A maid, to me, is a sign that I’ve got it made. And if and when I get married, the only thing that will change about that is my husband will be the one paying for her.
I second this.
We need to keep in mind that the normal workday (8-10 hours + commute) was not planned for a person who has to work full-time AND do the whole household afterwards. It was planned with the thought that every working person has someone (usually a wife or other female family member (mother, sister etc. for men who weren't married) often in addition to a maid/housekeeper) taking care of their household in their background. It was planned with the classic, outdated "coming home to a clean house and dinner on the table" cliché in mind. Maybe doing a little light yard work on the weekends, but that's it.
There is absolutely no shame in not being able or willing to do it all, especially if both partners work or there are children in the household. That was never the norm.
I work full-time and commute and the money I spend on someone coming in to just vacuum and mop the floors (and clean the windows every few months) is one of the best investments into my quality of life I ever made. Really. Even if you don't want or can't afford a maid who does more/all of the housework, getting a little help for the chores you struggle with is honestly life changing.
I had a housekeeper for 22 years and it was glorious. She became chosen family, and got her CNA in order to take care of Jack; she was with me and our best friend when Jack took his last breath. That’s powerful. Moved and now again have a housekeeper who is wonderful. Pro tip, ladies: spoil your housekeeper rotten! A little extra money, some home cooked food, some clothes in her size, a souvenir, it makes a big difference.
This goes back to the idea of not dating stingy men.
One of the major financial benefits of getting married is having more resources with which to improve your lifestyle. Having a maid will be one of my non-negotiables if I ever remarry. There is zero chance that I will ever clean a bathroom after my man has used it unless the world is ending and we’re living in a hut or something (and even then he can clean it himself). Don’t be his cook, housekeeper, or social secretary, ladies. Those tasks should be farmed out.
That's horrifying! I'm glad you dumped him.
Where do scrotes get the audacity???? My fucking lord, imagine thinking a woman’s effort to clean your home once means you need to fire your maid bc OF COURSE this woman has an innate need to clean up your filth. Go fuck yourself bro.

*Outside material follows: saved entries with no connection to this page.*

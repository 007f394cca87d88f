//! Cardsync CLI - Mirror GitHub issues onto a Trello board
//!
//! Issues assigned to or mentioning the user become cards, their comments
//! become card comments, and cards of issues that left the open set are
//! archived.

mod commands;

use std::path::PathBuf;

use cardsync_core::Config;
use clap::{Parser, Subcommand};
use tracing_subscriber::{fmt, prelude::*, EnvFilter};

use commands::{CheckArgs, ConfigArgs, SyncArgs};

/// Cardsync: keep a Trello board in step with your GitHub issues
#[derive(Parser, Debug)]
#[command(name = "cardsync")]
#[command(author, version, about, long_about = None)]
struct Cli {
    /// Enable verbose output
    #[arg(short, long, global = true)]
    verbose: bool,

    /// Config file (defaults to ~/.config/cardsync/config.toml)
    #[arg(short, long, global = true, env = "CARDSYNC_CONFIG")]
    config: Option<PathBuf>,

    #[command(subcommand)]
    command: Option<Commands>,
}

#[derive(Subcommand, Debug)]
enum Commands {
    /// Sync open issues onto the board
    #[command(visible_alias = "s")]
    Sync(SyncArgs),

    /// Connect to GitHub and Trello and validate the configuration
    Check(CheckArgs),

    /// Show current configuration
    Config(ConfigArgs),

    /// Show version information
    Version,
}

fn init_tracing(verbose: bool) {
    let default_level = if verbose { "debug" } else { "info" };
    let filter = EnvFilter::try_from_default_env().unwrap_or_else(|_| EnvFilter::new(default_level));

    tracing_subscriber::registry()
        .with(fmt::layer().with_writer(std::io::stderr))
        .with(filter)
        .init();
}

#[tokio::main(flavor = "current_thread")]
async fn main() -> anyhow::Result<()> {
    let cli = Cli::parse();
    init_tracing(cli.verbose);

    let config = Config::load_with_overrides(cli.config.as_deref())?;

    if cli.verbose {
        tracing::debug!(
            board = %config.trello.board,
            user = ?config.github.user,
            org = ?config.github.org,
            "Configuration loaded"
        );
    }

    match cli.command {
        Some(Commands::Sync(args)) => {
            args.execute(config).await?;
        }
        Some(Commands::Check(args)) => {
            args.execute(config).await?;
        }
        Some(Commands::Config(args)) => {
            args.execute(&config, cli.config.as_deref())?;
        }
        Some(Commands::Version) => {
            println!("cardsync {}", env!("CARGO_PKG_VERSION"));
        }
        None => {
            println!("Cardsync - Mirror GitHub issues onto a Trello board");
            println!();
            println!("Use --help for usage information");
        }
    }

    Ok(())
}
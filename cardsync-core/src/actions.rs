//! Action configuration: which lists and labels apply at each lifecycle phase
//!
//! Each [`Relationship`] carries its own [`ActionConfig`], selected through
//! [`RelationshipActions`] rather than by branching on the relationship.

use std::collections::BTreeMap;

use serde::{Deserialize, Serialize};

use crate::Relationship;

/// Lists and labels for one lifecycle phase
#[derive(Debug, Clone, Default, PartialEq, Eq, Deserialize, Serialize)]
#[serde(default)]
pub struct ActionPolicy {
    /// Names of the lists a card should exist on
    pub lists: Vec<String>,
    /// Names of the labels applied to those cards
    pub labels: Vec<String>,
}

/// Create, update and close policies for one relationship
#[derive(Debug, Clone, Default, PartialEq, Eq, Deserialize, Serialize)]
#[serde(default)]
pub struct ActionConfig {
    /// Applied on the first sync of an issue
    pub create: ActionPolicy,
    /// Applied on later syncs; inherits `create` when absent
    pub update: Option<ActionPolicy>,
    /// Applied when the issue leaves the open set
    pub close: ActionPolicy,
}

impl ActionConfig {
    /// Policy for the given phase of an issue's sync
    pub fn policy(&self, first_sync: bool) -> &ActionPolicy {
        if first_sync {
            &self.create
        } else {
            self.update_policy()
        }
    }

    /// Effective update policy
    pub fn update_policy(&self) -> &ActionPolicy {
        self.update.as_ref().unwrap_or(&self.create)
    }

    /// Every policy in this config, for validation
    pub fn policies(&self) -> [&ActionPolicy; 3] {
        [&self.create, self.update_policy(), &self.close]
    }
}

/// Action configuration keyed by relationship
#[derive(Debug, Clone, Default, PartialEq, Eq, Deserialize, Serialize)]
#[serde(from = "RelationshipTables", into = "RelationshipTables")]
pub struct RelationshipActions(BTreeMap<Relationship, ActionConfig>);

/// On-disk shape: one optional table per relationship
#[derive(Debug, Clone, Default, Deserialize, Serialize)]
#[serde(default)]
struct RelationshipTables {
    #[serde(skip_serializing_if = "Option::is_none")]
    assignee: Option<ActionConfig>,
    #[serde(skip_serializing_if = "Option::is_none")]
    mention: Option<ActionConfig>,
}

impl From<RelationshipTables> for RelationshipActions {
    fn from(tables: RelationshipTables) -> Self {
        let mut actions = RelationshipActions::new();
        if let Some(config) = tables.assignee {
            actions = actions.with(Relationship::Assignee, config);
        }
        if let Some(config) = tables.mention {
            actions = actions.with(Relationship::Mention, config);
        }
        actions
    }
}

impl From<RelationshipActions> for RelationshipTables {
    fn from(mut actions: RelationshipActions) -> Self {
        RelationshipTables {
            assignee: actions.0.remove(&Relationship::Assignee),
            mention: actions.0.remove(&Relationship::Mention),
        }
    }
}

impl RelationshipActions {
    /// Create an empty mapping
    pub fn new() -> Self {
        Self::default()
    }

    /// Set the actions for a relationship
    pub fn with(mut self, relationship: Relationship, config: ActionConfig) -> Self {
        self.0.insert(relationship, config);
        self
    }

    /// Actions for a relationship, if that category is configured
    pub fn get(&self, relationship: Relationship) -> Option<&ActionConfig> {
        self.0.get(&relationship)
    }

    /// Iterate configured relationships in sync order
    pub fn iter(&self) -> impl Iterator<Item = (Relationship, &ActionConfig)> {
        self.0.iter().map(|(r, c)| (*r, c))
    }

    /// Whether no relationship is configured
    pub fn is_empty(&self) -> bool {
        self.0.is_empty()
    }
}
//! Config command - show effective configuration and file locations

use std::path::Path;

use cardsync_core::{Config, Secrets};
use clap::Args;

/// Arguments for the config command
#[derive(Args, Debug)]
pub struct ConfigArgs {
    /// Create a secrets file template with restrictive permissions
    #[arg(long)]
    pub init_secrets: bool,
}

impl ConfigArgs {
    /// Execute the config command
    pub fn execute(&self, config: &Config, config_path: Option<&Path>) -> anyhow::Result<()> {
        if self.init_secrets {
            let path = Secrets::create_template()?;
            println!("Created secrets template at {}", path.display());
            return Ok(());
        }

        println!("Cardsync Configuration");
        println!("======================");
        println!();
        println!("{}", config.to_toml()?);

        let config_path = config_path
            .map(Path::to_path_buf)
            .or_else(Config::default_config_path);
        if let Some(path) = config_path {
            println!("Config file: {}", path.display());
            if path.exists() {
                println!("  (exists)");
            } else {
                println!("  (not found - using defaults)");
            }
        }

        if let Some(path) = Secrets::default_secrets_path() {
            println!("Secrets file: {}", path.display());
            if !path.exists() {
                println!("  (not found - run `cardsync config --init-secrets`)");
            }
        }

        if let Some(path) = config.sync.state_db_path() {
            println!(
                "State cache: {}{}",
                path.display(),
                if config.sync.use_state { "" } else { " (disabled)" }
            );
        }

        let secrets = Secrets::load()?;
        println!();
        println!("Credentials:");
        for (name, present) in [
            ("GITHUB_TOKEN", secrets.github_token().is_some()),
            ("TRELLO_KEY", secrets.trello_key().is_some()),
            ("TRELLO_TOKEN", secrets.trello_token().is_some()),
        ] {
            println!("  {}: {}", name, if present { "set" } else { "missing" });
        }

        Ok(())
    }
}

A woman's biological labor and house labor has monetary value...If I'm gonna cook and clean he better pay me a salary for each job...if being a maid and a chief is considered a job that you get paid for then why do it for free? Also what's the point of marriage if it's not gonna upgrade the quality of a woman's life and take the burden of responsibility & work off of her shoulders!? Not to mention that these domestic labors are not respected nor appreciated...men look down on those tasks, and view them as a woman's job, they expect & feel entitled to a woman performing them for free
Omg WTH! I dont even understand how someone has the guts to admit something like that?? Like the implication is undoubtably: You are my cleaning lady now :) Fuck off did nobody teach this man anything?